--- MATERIAL SHOWN Enclosed Below ---

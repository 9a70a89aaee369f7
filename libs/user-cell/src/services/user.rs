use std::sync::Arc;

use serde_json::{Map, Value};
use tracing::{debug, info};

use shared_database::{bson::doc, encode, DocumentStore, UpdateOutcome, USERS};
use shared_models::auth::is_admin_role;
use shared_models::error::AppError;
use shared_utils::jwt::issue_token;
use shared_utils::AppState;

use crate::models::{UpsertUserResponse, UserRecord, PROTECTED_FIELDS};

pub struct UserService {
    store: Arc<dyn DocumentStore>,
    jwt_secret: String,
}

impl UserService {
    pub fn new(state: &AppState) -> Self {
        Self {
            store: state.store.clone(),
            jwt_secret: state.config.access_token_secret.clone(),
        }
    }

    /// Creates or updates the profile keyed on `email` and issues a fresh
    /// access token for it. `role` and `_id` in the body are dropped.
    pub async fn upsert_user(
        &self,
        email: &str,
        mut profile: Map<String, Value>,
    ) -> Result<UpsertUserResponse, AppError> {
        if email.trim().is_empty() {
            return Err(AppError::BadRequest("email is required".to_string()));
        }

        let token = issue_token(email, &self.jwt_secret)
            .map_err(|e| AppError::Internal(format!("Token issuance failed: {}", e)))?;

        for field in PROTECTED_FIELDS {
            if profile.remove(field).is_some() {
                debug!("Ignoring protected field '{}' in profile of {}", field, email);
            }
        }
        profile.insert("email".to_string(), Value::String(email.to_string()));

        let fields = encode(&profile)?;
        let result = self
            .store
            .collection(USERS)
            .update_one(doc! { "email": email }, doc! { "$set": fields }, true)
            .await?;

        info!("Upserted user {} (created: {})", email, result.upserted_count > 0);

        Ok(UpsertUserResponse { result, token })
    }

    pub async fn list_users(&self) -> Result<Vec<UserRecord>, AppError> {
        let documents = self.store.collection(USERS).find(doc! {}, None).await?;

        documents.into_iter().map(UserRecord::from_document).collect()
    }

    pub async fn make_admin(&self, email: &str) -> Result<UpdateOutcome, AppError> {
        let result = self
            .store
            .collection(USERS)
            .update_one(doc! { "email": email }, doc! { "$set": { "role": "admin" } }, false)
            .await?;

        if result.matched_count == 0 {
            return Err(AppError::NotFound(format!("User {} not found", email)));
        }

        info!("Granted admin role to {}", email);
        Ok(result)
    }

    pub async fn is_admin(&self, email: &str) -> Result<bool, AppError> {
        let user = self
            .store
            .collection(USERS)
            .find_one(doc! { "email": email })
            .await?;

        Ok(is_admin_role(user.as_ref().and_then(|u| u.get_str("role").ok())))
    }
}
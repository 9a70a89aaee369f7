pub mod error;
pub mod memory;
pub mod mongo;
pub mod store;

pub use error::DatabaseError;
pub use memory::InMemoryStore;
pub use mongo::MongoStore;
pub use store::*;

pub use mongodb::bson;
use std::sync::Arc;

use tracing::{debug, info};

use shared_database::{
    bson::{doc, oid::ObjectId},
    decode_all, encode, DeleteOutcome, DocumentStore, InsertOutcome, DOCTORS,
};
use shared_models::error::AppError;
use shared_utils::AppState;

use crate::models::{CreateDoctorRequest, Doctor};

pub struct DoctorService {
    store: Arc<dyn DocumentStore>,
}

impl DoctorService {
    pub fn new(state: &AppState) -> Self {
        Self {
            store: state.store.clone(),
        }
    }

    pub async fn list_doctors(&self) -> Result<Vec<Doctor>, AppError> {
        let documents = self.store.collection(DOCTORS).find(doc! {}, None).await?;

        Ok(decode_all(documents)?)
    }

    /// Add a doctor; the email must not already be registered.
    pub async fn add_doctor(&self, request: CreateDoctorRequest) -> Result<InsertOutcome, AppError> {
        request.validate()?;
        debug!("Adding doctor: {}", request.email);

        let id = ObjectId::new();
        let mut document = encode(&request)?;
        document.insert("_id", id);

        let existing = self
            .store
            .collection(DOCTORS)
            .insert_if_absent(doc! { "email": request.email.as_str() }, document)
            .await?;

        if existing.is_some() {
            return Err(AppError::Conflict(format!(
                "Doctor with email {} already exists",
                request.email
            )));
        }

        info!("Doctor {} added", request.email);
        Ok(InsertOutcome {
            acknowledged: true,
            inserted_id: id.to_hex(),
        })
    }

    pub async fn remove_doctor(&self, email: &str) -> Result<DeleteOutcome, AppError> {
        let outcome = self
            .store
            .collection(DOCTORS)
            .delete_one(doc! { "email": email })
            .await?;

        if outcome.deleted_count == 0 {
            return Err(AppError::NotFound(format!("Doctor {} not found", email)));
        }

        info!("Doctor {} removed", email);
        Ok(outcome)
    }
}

--- End of Enclosed MATERIAL SHOWN ---
--- MATERIAL SHOWN Enclosed Below ---

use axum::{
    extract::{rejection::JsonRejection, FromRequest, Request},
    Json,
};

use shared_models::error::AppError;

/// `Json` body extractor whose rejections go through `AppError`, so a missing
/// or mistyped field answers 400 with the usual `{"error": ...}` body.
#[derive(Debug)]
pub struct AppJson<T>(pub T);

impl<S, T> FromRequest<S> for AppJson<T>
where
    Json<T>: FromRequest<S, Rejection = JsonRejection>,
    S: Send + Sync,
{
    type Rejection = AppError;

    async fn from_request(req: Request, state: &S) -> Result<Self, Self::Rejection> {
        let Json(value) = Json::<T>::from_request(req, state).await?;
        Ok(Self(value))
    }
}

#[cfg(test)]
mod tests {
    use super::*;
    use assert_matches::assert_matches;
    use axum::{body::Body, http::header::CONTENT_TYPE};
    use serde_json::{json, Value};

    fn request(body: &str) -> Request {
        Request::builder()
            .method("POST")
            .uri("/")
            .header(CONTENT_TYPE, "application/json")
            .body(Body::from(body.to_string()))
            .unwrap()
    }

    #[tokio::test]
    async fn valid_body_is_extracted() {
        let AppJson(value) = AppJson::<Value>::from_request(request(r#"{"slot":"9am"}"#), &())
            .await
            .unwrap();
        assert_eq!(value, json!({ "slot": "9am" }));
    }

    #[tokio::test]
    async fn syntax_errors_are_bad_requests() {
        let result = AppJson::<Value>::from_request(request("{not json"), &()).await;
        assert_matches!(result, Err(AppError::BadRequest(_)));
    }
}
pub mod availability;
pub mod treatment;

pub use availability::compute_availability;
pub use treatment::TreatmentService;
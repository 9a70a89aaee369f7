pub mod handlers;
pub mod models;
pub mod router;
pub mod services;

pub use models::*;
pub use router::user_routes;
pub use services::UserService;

--- End of Enclosed MATERIAL SHOWN ---

# BRIEF
What is the number of lines in the records that hold "with"? Give the number by itself.

# WRITTEN REPLY
2